_EXERCISE DESCRIPTION_
Your answer must be an exact copy of the records below.
+++
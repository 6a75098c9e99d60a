mod config;
mod error;
mod ledger;
mod logging;
mod ui;

use anyhow::{Context, Result};
use clap::Parser;
use config::{Args, Config};
use crossterm::{
    execute,
    terminal::{disable_raw_mode, enable_raw_mode, EnterAlternateScreen, LeaveAlternateScreen},
};
use ledger::{seed::initial_friends, Ledger};
use ratatui::{backend::CrosstermBackend, Terminal};
use std::io;
use std::panic;
use tracing::{error, info};
use ui::{run_app, App};

fn cleanup_terminal() {
    let _ = disable_raw_mode();
    let _ = execute!(io::stdout(), LeaveAlternateScreen);
}

fn print_ledger(ledger: &Ledger, currency: &str) {
    println!("{} friends:", ledger.len());
    for friend in ledger.friends() {
        println!(
            "  - {} ({}): {}",
            friend.name,
            friend.id,
            friend.status().describe(&friend.name, currency)
        );
    }
}

fn main() -> Result<()> {
    let config = Config::try_from(Args::parse())?;
    let _log_guard = logging::init(&config)?;

    let friends = if config.seed {
        initial_friends(&config.avatar_base)
    } else {
        Vec::new()
    };
    let ledger = Ledger::new(friends);
    info!(friends = ledger.len(), "ledger ready");

    // List mode - print balances and exit
    if config.list_only {
        print_ledger(&ledger, &config.currency);
        return Ok(());
    }

    // Set up panic hook to restore terminal
    let original_hook = panic::take_hook();
    panic::set_hook(Box::new(move |panic_info| {
        cleanup_terminal();
        original_hook(panic_info);
    }));

    // Setup terminal
    enable_raw_mode().context("failed to enable raw mode")?;
    let mut stdout = io::stdout();
    execute!(stdout, EnterAlternateScreen).context("failed to enter alternate screen")?;
    let backend = CrosstermBackend::new(stdout);
    let mut terminal = Terminal::new(backend)?;

    let app = App::new(ledger, &config);
    let res = run_app(&mut terminal, app);

    // Restore terminal
    cleanup_terminal();
    terminal.show_cursor()?;

    if let Err(err) = res {
        error!(error = ?err, "event loop failed");
        eprintln!("Error: {:?}", err);
    }

    Ok(())
}
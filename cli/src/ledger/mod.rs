//! Balance Ledger
//!
//! This module holds the friends being tracked and which of them, if any,
//! is currently selected for a bill split:
//!
//! - `Friend`: one counterparty with a signed running balance
//! - `Ledger`: the ordered friend list plus the selection back-reference
//! - `split`: turning a bill into the delta applied to a balance
//! - `seed`: the friends a fresh session starts with
//!
//! Balance sign convention: negative means the user owes the friend,
//! positive means the friend owes the user, zero means settled.

pub mod seed;
pub mod split;

use crate::error::LedgerError;
use std::fmt;
use tracing::{debug, info};

#[derive(Debug, Clone, PartialEq, Eq, Hash)]
pub struct FriendId(String);

impl FriendId {
    /// A fresh random id for a newly added friend.
    pub fn generate() -> Self {
        Self(uuid::Uuid::new_v4().to_string())
    }
}

impl From<&str> for FriendId {
    fn from(id: &str) -> Self {
        Self(id.to_string())
    }
}

impl fmt::Display for FriendId {
    fn fmt(&self, f: &mut fmt::Formatter<'_>) -> fmt::Result {
        f.write_str(&self.0)
    }
}

#[derive(Debug, Clone, PartialEq)]
pub struct Friend {
    pub id: FriendId,
    pub name: String,
    /// Avatar URL. Only ever displayed, never parsed.
    pub image: String,
    pub balance: f64,
}

impl Friend {
    pub fn status(&self) -> BalanceStatus {
        BalanceStatus::of(self.balance)
    }
}

/// How a balance reads from the user's point of view.
#[derive(Debug, Clone, Copy, PartialEq)]
pub enum BalanceStatus {
    Even,
    YouOwe(f64),
    OwesYou(f64),
}

impl BalanceStatus {
    pub fn of(balance: f64) -> Self {
        if balance < 0.0 {
            BalanceStatus::YouOwe(balance.abs())
        } else if balance > 0.0 {
            BalanceStatus::OwesYou(balance)
        } else {
            BalanceStatus::Even
        }
    }

    pub fn describe(&self, name: &str, currency: &str) -> String {
        match self {
            BalanceStatus::Even => format!("You and {} are even", name),
            BalanceStatus::YouOwe(amount) => {
                format!("You owe {} {}{}", name, currency, format_amount(*amount))
            }
            BalanceStatus::OwesYou(amount) => {
                format!("{} owes you {}{}", name, currency, format_amount(*amount))
            }
        }
    }
}

/// Whole amounts print without decimals, anything else with two.
pub fn format_amount(amount: f64) -> String {
    if amount.fract() == 0.0 {
        format!("{:.0}", amount)
    } else {
        format!("{:.2}", amount)
    }
}

#[derive(Debug, Clone, Default)]
pub struct Ledger {
    friends: Vec<Friend>,
    selected: Option<FriendId>,
}

impl Ledger {
    pub fn new(friends: Vec<Friend>) -> Self {
        Self {
            friends,
            selected: None,
        }
    }

    pub fn friends(&self) -> &[Friend] {
        &self.friends
    }

    pub fn len(&self) -> usize {
        self.friends.len()
    }

    pub fn is_empty(&self) -> bool {
        self.friends.is_empty()
    }

    pub fn get(&self, id: &FriendId) -> Option<&Friend> {
        self.friends.iter().find(|f| &f.id == id)
    }

    pub fn selected_id(&self) -> Option<&FriendId> {
        self.selected.as_ref()
    }

    pub fn selected(&self) -> Option<&Friend> {
        self.selected.as_ref().and_then(|id| self.get(id))
    }

    pub fn is_selected(&self, id: &FriendId) -> bool {
        self.selected.as_ref() == Some(id)
    }

    /// Sum of all balances: what the user is owed overall, net.
    pub fn net_balance(&self) -> f64 {
        self.friends.iter().map(|f| f.balance).sum()
    }

    /// Append a friend with a zero balance.
    ///
    /// The stored image is `image` suffixed with `?=<id>`. Returns `None`
    /// without touching the ledger when either input is empty.
    pub fn add_friend(&mut self, name: &str, image: &str) -> Option<&Friend> {
        if name.is_empty() || image.is_empty() {
            debug!(name_empty = name.is_empty(), image_empty = image.is_empty(), "add friend ignored");
            return None;
        }

        let id = FriendId::generate();
        let friend = Friend {
            image: format!("{}?={}", image, id),
            id,
            name: name.to_string(),
            balance: 0.0,
        };
        info!(id = %friend.id, name = %friend.name, "friend added");
        self.friends.push(friend);
        self.friends.last()
    }

    /// Select `id`, or clear the selection if `id` is already selected.
    ///
    /// Ids not present in the ledger are ignored.
    pub fn toggle_selection(&mut self, id: &FriendId) {
        if self.get(id).is_none() {
            debug!(%id, "selection of unknown friend ignored");
            return;
        }

        if self.is_selected(id) {
            debug!(%id, "selection cleared");
            self.selected = None;
        } else {
            debug!(%id, "friend selected");
            self.selected = Some(id.clone());
        }
    }

    /// Add `delta` to the selected friend's balance and clear the selection.
    pub fn split_bill(&mut self, delta: f64) -> Result<&Friend, LedgerError> {
        let id = self.selected.take().ok_or(LedgerError::NoSelection)?;
        let friend = self
            .friends
            .iter_mut()
            .find(|f| f.id == id)
            .ok_or(LedgerError::NoSelection)?;

        friend.balance += delta;
        info!(id = %friend.id, delta, balance = friend.balance, "bill split applied");
        Ok(&*friend)
    }
}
+++
_TASK SOLUTION_
repository 6a75098c9e99d60a
mod config;
mod error;
mod ledger;
mod logging;
mod ui;

use anyhow::{Context, Result};
use clap::Parser;
use config::{Args, Config};
use crossterm::{
    execute,
    terminal::{disable_raw_mode, enable_raw_mode, EnterAlternateScreen, LeaveAlternateScreen},
};
use ledger::{seed::initial_friends, Ledger};
use ratatui::{backend::CrosstermBackend, Terminal};
use std::io;
use std::panic;
use tracing::{error, info};
use ui::{run_app, App};

fn cleanup_terminal() {
    let _ = disable_raw_mode();
    let _ = execute!(io::stdout(), LeaveAlternateScreen);
}

fn print_ledger(ledger: &Ledger, currency: &str) {
    println!("{} friends:", ledger.len());
    for friend in ledger.friends() {
        println!(
            "  - {} ({}): {}",
            friend.name,
            friend.id,
            friend.status().describe(&friend.name, currency)
        );
    }
}

fn main() -> Result<()> {
    let config = Config::try_from(Args::parse())?;
    let _log_guard = logging::init(&config)?;

    let friends = if config.seed {
        initial_friends(&config.avatar_base)
    } else {
        Vec::new()
    };
    let ledger = Ledger::new(friends);
    info!(friends = ledger.len(), "ledger ready");

    // List mode - print balances and exit
    if config.list_only {
        print_ledger(&ledger, &config.currency);
        return Ok(());
    }

    // Set up panic hook to restore terminal
    let original_hook = panic::take_hook();
    panic::set_hook(Box::new(move |panic_info| {
        cleanup_terminal();
        original_hook(panic_info);
    }));

    // Setup terminal
    enable_raw_mode().context("failed to enable raw mode")?;
    let mut stdout = io::stdout();
    execute!(stdout, EnterAlternateScreen).context("failed to enter alternate screen")?;
    let backend = CrosstermBackend::new(stdout);
    let mut terminal = Terminal::new(backend)?;

    let app = App::new(ledger, &config);
    let res = run_app(&mut terminal, app);

    // Restore terminal
    cleanup_terminal();
    terminal.show_cursor()?;

    if let Err(err) = res {
        error!(error = ?err, "event loop failed");
        eprintln!("Error: {:?}", err);
    }

    Ok(())
}
filename cli/src/ledger/mod.rs
//! Balance Ledger
//!
//! This module holds the friends being tracked and which of them, if any,
//! is currently selected for a bill split:
//!
//! - `Friend`: one counterparty with a signed running balance
//! - `Ledger`: the ordered friend list plus the selection back-reference
//! - `split`: turning a bill into the delta applied to a balance
//! - `seed`: the friends a fresh session starts with
//!
//! Balance sign convention: negative means the user owes the friend,
//! positive means the friend owes the user, zero means settled.

pub mod seed;
pub mod split;

use crate::error::LedgerError;
use std::fmt;
use tracing::{debug, info};

#[derive(Debug, Clone, PartialEq, Eq, Hash)]
pub struct FriendId(String);

impl FriendId {
    /// A fresh random id for a newly added friend.
    pub fn generate() -> Self {
        Self(uuid::Uuid::new_v4().to_string())
    }
}

impl From<&str> for FriendId {
    fn from(id: &str) -> Self {
        Self(id.to_string())
    }
}

impl fmt::Display for FriendId {
    fn fmt(&self, f: &mut fmt::Formatter<'_>) -> fmt::Result {
        f.write_str(&self.0)
    }
}

#[derive(Debug, Clone, PartialEq)]
pub struct Friend {
    pub id: FriendId,
    pub name: String,
    /// Avatar URL. Only ever displayed, never parsed.
    pub image: String,
    pub balance: f64,
}

impl Friend {
    pub fn status(&self) -> BalanceStatus {
        BalanceStatus::of(self.balance)
    }
}

/// How a balance reads from the user's point of view.
#[derive(Debug, Clone, Copy, PartialEq)]
pub enum BalanceStatus {
    Even,
    YouOwe(f64),
    OwesYou(f64),
}

impl BalanceStatus {
    pub fn of(balance: f64) -> Self {
        if balance < 0.0 {
            BalanceStatus::YouOwe(balance.abs())
        } else if balance > 0.0 {
            BalanceStatus::OwesYou(balance)
        } else {
            BalanceStatus::Even
        }
    }

    pub fn describe(&self, name: &str, currency: &str) -> String {
        match self {
            BalanceStatus::Even => format!("You and {} are even", name),
            BalanceStatus::YouOwe(amount) => {
                format!("You owe {} {}{}", name, currency, format_amount(*amount))
            }
            BalanceStatus::OwesYou(amount) => {
                format!("{} owes you {}{}", name, currency, format_amount(*amount))
            }
        }
    }
}

/// Whole amounts print without decimals, anything else with two.
pub fn format_amount(amount: f64) -> String {
    if amount.fract() == 0.0 {
        format!("{:.0}", amount)
    } else {
        format!("{:.2}", amount)
    }
}

#[derive(Debug, Clone, Default)]
pub struct Ledger {
    friends: Vec<Friend>,
    selected: Option<FriendId>,
}

impl Ledger {
    pub fn new(friends: Vec<Friend>) -> Self {
        Self {
            friends,
            selected: None,
        }
    }

    pub fn friends(&self) -> &[Friend] {
        &self.friends
    }

    pub fn len(&self) -> usize {
        self.friends.len()
    }

    pub fn is_empty(&self) -> bool {
        self.friends.is_empty()
    }

    pub fn get(&self, id: &FriendId) -> Option<&Friend> {
        self.friends.iter().find(|f| &f.id == id)
    }

    pub fn selected_id(&self) -> Option<&FriendId> {
        self.selected.as_ref()
    }

    pub fn selected(&self) -> Option<&Friend> {
        self.selected.as_ref().and_then(|id| self.get(id))
    }

    pub fn is_selected(&self, id: &FriendId) -> bool {
        self.selected.as_ref() == Some(id)
    }

    /// Sum of all balances: what the user is owed overall, net.
    pub fn net_balance(&self) -> f64 {
        self.friends.iter().map(|f| f.balance).sum()
    }

    /// Append a friend with a zero balance.
    ///
    /// The stored image is `image` suffixed with `?=<id>`. Returns `None`
    /// without touching the ledger when either input is empty.
    pub fn add_friend(&mut self, name: &str, image: &str) -> Option<&Friend> {
        if name.is_empty() || image.is_empty() {
            debug!(name_empty = name.is_empty(), image_empty = image.is_empty(), "add friend ignored");
            return None;
        }

        let id = FriendId::generate();
        let friend = Friend {
            image: format!("{}?={}", image, id),
            id,
            name: name.to_string(),
            balance: 0.0,
        };
        info!(id = %friend.id, name = %friend.name, "friend added");
        self.friends.push(friend);
        self.friends.last()
    }

    /// Select `id`, or clear the selection if `id` is already selected.
    ///
    /// Ids not present in the ledger are ignored.
    pub fn toggle_selection(&mut self, id: &FriendId) {
        if self.get(id).is_none() {
            debug!(%id, "selection of unknown friend ignored");
            return;
        }

        if self.is_selected(id) {
            debug!(%id, "selection cleared");
            self.selected = None;
        } else {
            debug!(%id, "friend selected");
            self.selected = Some(id.clone());
        }
    }

    /// Add `delta` to the selected friend's balance and clear the selection.
    pub fn split_bill(&mut self, delta: f64) -> Result<&Friend, LedgerError> {
        let id = self.selected.take().ok_or(LedgerError::NoSelection)?;
        let friend = self
            .friends
            .iter_mut()
            .find(|f| f.id == id)
            .ok_or(LedgerError::NoSelection)?;

        friend.balance += delta;
        info!(id = %friend.id, delta, balance = friend.balance, "bill split applied");
        Ok(&*friend)
    }
}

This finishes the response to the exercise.